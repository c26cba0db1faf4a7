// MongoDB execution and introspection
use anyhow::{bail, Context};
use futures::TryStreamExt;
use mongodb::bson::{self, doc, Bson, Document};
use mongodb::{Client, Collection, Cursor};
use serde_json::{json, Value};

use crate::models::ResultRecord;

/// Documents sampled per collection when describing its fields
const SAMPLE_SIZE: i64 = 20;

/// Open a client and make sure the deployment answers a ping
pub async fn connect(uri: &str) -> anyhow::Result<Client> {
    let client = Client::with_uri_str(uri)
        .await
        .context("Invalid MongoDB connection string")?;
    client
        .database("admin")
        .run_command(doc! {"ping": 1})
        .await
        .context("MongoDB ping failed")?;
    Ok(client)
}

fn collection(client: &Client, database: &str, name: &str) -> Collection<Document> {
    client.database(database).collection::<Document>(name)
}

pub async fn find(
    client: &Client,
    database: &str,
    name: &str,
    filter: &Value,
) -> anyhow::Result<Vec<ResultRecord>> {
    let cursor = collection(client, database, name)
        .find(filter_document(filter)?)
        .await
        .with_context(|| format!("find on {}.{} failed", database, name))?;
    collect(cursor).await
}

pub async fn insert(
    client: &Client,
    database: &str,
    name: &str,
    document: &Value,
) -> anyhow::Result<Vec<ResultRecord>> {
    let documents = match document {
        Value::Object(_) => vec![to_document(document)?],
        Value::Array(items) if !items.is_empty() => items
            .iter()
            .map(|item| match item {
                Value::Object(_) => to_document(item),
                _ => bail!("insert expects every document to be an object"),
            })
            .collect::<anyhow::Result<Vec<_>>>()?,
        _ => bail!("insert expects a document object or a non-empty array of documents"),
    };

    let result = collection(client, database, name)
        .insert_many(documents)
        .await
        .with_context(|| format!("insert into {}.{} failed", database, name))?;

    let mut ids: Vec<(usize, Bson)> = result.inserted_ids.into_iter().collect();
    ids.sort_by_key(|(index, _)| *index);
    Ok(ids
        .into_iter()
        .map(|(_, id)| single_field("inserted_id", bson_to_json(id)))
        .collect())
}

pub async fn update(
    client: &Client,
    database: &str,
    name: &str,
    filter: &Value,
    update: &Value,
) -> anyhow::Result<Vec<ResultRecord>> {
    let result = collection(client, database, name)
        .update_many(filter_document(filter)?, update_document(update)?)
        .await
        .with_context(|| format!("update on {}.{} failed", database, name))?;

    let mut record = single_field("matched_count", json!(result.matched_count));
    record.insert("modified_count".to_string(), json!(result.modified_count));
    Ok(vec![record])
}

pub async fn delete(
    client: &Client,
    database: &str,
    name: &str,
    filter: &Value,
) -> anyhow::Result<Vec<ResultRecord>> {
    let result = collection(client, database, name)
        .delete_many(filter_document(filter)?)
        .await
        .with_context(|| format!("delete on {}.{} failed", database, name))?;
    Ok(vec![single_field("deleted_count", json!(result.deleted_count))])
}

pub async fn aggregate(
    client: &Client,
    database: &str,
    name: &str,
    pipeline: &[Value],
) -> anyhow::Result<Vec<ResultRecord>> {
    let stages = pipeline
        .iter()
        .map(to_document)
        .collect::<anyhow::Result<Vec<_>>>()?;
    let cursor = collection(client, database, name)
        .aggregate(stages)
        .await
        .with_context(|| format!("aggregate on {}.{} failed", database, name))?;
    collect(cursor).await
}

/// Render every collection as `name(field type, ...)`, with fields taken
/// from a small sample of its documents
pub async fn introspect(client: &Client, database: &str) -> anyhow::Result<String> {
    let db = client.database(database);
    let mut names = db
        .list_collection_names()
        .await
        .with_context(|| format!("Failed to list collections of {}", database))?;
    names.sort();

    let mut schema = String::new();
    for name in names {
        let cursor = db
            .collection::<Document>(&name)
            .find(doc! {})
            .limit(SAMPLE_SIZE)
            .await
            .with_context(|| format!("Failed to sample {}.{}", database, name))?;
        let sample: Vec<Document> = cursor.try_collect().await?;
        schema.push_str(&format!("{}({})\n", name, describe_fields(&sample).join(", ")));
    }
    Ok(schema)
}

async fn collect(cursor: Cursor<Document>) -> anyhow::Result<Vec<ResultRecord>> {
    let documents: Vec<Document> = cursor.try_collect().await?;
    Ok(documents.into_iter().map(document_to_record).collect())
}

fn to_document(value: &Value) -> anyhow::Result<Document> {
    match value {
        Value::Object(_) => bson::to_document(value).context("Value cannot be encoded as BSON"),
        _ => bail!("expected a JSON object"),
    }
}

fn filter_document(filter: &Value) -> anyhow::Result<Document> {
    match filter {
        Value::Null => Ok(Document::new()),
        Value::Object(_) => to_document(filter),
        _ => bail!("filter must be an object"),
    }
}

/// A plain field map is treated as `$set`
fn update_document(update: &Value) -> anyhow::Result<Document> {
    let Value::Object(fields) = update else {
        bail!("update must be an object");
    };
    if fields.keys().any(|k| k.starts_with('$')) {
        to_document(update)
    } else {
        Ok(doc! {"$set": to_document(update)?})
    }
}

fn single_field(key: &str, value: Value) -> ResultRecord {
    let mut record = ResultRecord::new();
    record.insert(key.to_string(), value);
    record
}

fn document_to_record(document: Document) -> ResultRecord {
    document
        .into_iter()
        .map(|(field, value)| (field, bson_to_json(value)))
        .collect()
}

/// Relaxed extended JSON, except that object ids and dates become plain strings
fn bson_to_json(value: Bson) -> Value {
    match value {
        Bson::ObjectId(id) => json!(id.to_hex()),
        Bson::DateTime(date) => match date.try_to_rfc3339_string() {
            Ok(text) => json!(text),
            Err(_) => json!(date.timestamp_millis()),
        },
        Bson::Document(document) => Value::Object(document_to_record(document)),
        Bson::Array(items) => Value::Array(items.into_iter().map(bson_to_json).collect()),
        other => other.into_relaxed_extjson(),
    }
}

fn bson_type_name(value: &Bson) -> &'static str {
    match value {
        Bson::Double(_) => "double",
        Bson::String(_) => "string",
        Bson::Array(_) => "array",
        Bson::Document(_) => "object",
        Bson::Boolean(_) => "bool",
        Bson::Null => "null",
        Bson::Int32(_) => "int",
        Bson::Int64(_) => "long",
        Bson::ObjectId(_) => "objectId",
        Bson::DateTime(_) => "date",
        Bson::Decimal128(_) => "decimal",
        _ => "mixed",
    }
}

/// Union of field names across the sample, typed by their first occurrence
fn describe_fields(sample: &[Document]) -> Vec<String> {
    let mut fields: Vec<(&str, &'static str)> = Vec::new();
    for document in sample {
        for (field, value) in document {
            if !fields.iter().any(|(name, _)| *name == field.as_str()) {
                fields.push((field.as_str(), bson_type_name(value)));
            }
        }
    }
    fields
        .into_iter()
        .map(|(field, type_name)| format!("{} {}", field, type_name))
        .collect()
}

==

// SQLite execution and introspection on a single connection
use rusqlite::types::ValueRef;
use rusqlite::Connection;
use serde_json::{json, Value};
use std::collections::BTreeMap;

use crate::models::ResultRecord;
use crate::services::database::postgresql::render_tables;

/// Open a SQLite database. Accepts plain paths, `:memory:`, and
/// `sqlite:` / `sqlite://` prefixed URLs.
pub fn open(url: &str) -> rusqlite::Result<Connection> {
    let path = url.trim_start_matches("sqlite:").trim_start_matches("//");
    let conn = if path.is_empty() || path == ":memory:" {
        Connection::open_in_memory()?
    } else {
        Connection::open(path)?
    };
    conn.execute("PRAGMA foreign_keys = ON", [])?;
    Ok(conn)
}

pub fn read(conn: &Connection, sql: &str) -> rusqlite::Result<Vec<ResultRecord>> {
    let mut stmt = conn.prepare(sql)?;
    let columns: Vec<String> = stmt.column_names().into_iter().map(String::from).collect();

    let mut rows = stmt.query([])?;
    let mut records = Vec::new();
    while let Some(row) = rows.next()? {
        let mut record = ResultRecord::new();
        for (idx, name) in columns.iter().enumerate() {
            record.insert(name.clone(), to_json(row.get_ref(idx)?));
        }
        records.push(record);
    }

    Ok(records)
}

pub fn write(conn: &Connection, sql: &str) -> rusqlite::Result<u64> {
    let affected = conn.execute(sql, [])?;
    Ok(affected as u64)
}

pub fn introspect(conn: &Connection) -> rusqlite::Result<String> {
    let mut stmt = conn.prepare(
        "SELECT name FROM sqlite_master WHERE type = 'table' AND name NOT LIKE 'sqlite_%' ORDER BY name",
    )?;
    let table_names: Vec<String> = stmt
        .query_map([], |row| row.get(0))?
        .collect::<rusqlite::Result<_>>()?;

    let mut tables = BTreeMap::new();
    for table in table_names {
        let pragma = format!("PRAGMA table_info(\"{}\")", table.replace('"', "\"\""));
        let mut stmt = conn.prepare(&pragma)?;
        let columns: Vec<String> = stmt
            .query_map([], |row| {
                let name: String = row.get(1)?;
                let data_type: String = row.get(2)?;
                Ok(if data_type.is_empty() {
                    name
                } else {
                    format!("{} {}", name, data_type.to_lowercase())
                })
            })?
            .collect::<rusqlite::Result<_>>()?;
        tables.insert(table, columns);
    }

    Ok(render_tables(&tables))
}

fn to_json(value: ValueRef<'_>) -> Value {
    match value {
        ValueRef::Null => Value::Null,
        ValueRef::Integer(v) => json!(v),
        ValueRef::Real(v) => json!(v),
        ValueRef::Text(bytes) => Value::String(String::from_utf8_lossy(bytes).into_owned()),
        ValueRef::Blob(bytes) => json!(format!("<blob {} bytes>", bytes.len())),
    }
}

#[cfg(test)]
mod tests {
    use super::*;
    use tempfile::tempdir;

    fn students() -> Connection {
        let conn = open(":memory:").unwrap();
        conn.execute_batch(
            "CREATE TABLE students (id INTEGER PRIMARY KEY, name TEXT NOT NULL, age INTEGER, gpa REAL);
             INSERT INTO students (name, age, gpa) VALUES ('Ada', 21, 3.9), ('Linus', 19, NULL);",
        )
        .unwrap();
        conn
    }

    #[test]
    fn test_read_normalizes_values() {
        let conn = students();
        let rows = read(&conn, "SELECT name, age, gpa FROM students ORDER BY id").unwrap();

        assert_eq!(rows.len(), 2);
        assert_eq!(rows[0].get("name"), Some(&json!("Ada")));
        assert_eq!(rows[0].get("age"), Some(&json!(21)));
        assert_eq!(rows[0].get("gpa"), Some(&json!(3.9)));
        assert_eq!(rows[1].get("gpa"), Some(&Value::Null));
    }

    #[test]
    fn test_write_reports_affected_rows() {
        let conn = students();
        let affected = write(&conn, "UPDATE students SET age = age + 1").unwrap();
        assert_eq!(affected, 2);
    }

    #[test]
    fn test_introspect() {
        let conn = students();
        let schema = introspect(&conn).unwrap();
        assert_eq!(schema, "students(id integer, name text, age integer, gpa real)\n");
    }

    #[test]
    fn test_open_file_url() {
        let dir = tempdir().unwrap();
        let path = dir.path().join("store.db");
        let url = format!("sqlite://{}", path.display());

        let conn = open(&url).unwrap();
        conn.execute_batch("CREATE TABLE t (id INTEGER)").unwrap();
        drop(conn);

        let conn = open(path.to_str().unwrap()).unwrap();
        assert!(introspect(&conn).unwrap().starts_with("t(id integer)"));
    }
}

--

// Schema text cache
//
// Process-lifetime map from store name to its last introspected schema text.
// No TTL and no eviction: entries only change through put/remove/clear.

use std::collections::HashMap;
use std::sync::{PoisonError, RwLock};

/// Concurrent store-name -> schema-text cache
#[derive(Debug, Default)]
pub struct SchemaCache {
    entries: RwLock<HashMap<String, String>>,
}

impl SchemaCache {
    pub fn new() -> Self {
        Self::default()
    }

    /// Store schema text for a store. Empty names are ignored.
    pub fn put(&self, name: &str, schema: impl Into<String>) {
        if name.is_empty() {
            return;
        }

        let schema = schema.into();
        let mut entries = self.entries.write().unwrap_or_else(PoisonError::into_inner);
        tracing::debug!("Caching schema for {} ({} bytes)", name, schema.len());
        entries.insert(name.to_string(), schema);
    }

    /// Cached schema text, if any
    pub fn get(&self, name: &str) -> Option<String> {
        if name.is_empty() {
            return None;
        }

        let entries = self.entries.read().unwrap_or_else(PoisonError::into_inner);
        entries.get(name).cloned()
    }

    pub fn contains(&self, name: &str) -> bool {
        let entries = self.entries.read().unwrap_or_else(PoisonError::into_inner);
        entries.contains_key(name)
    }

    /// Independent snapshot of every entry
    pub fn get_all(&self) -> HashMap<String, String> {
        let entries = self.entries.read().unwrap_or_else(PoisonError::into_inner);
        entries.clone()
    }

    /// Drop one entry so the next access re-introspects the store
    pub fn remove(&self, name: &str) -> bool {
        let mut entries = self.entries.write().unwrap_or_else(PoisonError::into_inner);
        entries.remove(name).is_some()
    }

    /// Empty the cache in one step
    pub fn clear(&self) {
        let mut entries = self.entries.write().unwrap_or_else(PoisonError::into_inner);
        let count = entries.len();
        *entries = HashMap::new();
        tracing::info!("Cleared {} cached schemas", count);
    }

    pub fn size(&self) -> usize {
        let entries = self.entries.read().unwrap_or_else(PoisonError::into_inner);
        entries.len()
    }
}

**INSTRUCTIONS FOR THE TASK**
In the listing, find every line with the word "execution" and return it.

**TASK RESULT**
// MongoDB execution and introspection
// SQLite execution and introspection on a single connection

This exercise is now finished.